Thanks for posting this potnoodler. I'll check that out now when I get the bill. This will make a dramatic diff to my bill so it may be time to move on if that's the case. I'll wait until I get my bil though & ask them if they have an alternative.

Could be that they are about to launch their own Internet package. Up until now they are reliant on Elivefree.

cheers,
ninsaga


----------



## Dr Moriarty (15 Nov 2004)

*More bad news for Euphony customers...*

Yeah, I saw that note on my last bill (first bill for a full month), rang them up & they said any call to an ISP will indeed be charged from Nov. 1st onwards, whether it's a "real" local number or a non-geographic 189*-type...

...bang goes free dial-up access as per my earlier posts on this topic!  

But there's worse. I looked again at my bill, and in particular at the charges for other calls. You might remember me previously singing the virtues of [broken link removed] and their prefixes for calling international and mobile nos..? (can't find the post right now, but I'll come back & edit if I turn it up) Originally, they let you call Irish mobiles for 4c/8c a minute by dialling an 0818-prefix no. — Eircon's national rate 'non-geographic' no. — but then that was very quickly changed to 1520-932601, which is one of their lower-charged "premium" nos. — 15c/minute (incl. VAT), any time night or day. OK, I thought — not as great as 4c/8c a minute, but still better then the rest, especially for daytime calls...

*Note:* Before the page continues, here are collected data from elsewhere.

//! Message tokens and folder listings.

use std::ops::RangeInclusive;

use pocketmail_mime::{Envelope, MessagePart, PartContents};

/// Protocol-specific handle on a message.
///
/// Sequence numbers and POP3 indices are session-relative, so a token is
/// only meaningful for the connection that produced it. The POP3 form also
/// carries the UIDL value, which lets a stale index be detected.
#[derive(Debug, Clone, PartialEq, Eq, Hash)]
pub enum MessageToken {
    /// IMAP message sequence number.
    Imap {
        /// Sequence number in the selected mailbox.
        seq: u32,
    },
    /// POP3 message.
    Pop3 {
        /// Message number, stable for the session.
        index: u32,
        /// UIDL value, if the server supports UIDL.
        uid: Option<String>,
    },
}

impl MessageToken {
    /// Sequence number or message index.
    #[must_use]
    pub const fn number(&self) -> u32 {
        match self {
            Self::Imap { seq } => *seq,
            Self::Pop3 { index, .. } => *index,
        }
    }
}

impl std::fmt::Display for MessageToken {
    fn fmt(&self, f: &mut std::fmt::Formatter<'_>) -> std::fmt::Result {
        match self {
            Self::Imap { seq } => write!(f, "imap:{seq}"),
            Self::Pop3 {
                index,
                uid: Some(uid),
            } => write!(f, "pop3:{index}:{uid}"),
            Self::Pop3 { index, uid: None } => write!(f, "pop3:{index}"),
        }
    }
}

/// System flags of a listed message.
#[derive(Debug, Clone, Copy, Default, PartialEq, Eq, Hash)]
#[allow(clippy::struct_excessive_bools)]
pub struct MessageFlags {
    /// `\Seen`.
    pub seen: bool,
    /// `\Answered`.
    pub answered: bool,
    /// `\Flagged`.
    pub flagged: bool,
    /// `\Deleted`.
    pub deleted: bool,
    /// `\Draft`.
    pub draft: bool,
    /// `\Recent`.
    pub recent: bool,
}

/// One entry of a folder listing.
#[derive(Debug, Clone, PartialEq, Eq)]
pub struct FolderMessage {
    /// Handle for later requests.
    pub token: MessageToken,
    /// Header summary; a placeholder if the server's data was unusable.
    pub envelope: Envelope,
    /// Flags, updated in place by delete and undelete.
    pub flags: MessageFlags,
}

/// A downloaded message.
#[derive(Debug, Clone, PartialEq, Eq)]
pub struct FetchedMessage {
    /// The message's token.
    pub token: MessageToken,
    /// Header summary.
    pub envelope: Envelope,
    /// Part tree.
    pub root: MessagePart,
    /// Decoded content of the leaves that were downloaded.
    pub contents: PartContents,
    /// True if a size or line limit cut the download short.
    pub truncated: bool,
}

/// Which messages of a folder to list.
#[derive(Debug, Clone, Copy, Default, PartialEq, Eq)]
pub enum MessageRange {
    /// The newest messages.
    #[default]
    Newest,
    /// Messages `first..=last`, 1-based.
    Span {
        /// First message number.
        first: u32,
        /// Last message number.
        last: u32,
    },
}

impl MessageRange {
    /// Resolves the range against a folder of `count` messages, keeping at
    /// most the `max` newest. A `max` of 0 means no cap.
    #[must_use]
    pub fn clip(self, count: u32, max: u32) -> Option<RangeInclusive<u32>> {
        let (first, last) = match self {
            Self::Newest => (1, count),
            Self::Span { first, last } => (first.max(1), last.min(count)),
        };
        if first > last {
            return None;
        }
        let first = if max > 0 && last - first >= max {
            last - max + 1
        } else {
            first
        };
        Some(first..=last)
    }
}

Then I got my last Euphony bill, and a quick scan through the calls to that prefix revealed that they were being charged at significantly _more_ than that... :eek  

Tried ringing Euphony several times, stayed on hold for 20/25 mins at a time (well, at least the 01- call is free!). No luck.

Rang Eircom and got them (slowly, and painfully) to confirm 100% that calls to that 1520- nos. are charged by them at 12.1c/minute ex-VAT, i.e. 15c/minute incl. VAT.

Tried Euphony again, and finally got through. Got the person on the end of the line to go into my account and directed her by date and time to a couple of 1-minute calls to that number that I'd been charged 23c for (plus one aborted call of _3 seconds'_ duration for which I paid 5c!) Response was that "once your calls are routed through Euphony, you're charged for "other calls" (i.e. anything but ordinary local & national calls) at _their_ rates, not Eircom's...". And their rate for calls to 1520- nos. is 19.1c/minute ex-VAT — i.e. 23.1c/minute incl. VAT.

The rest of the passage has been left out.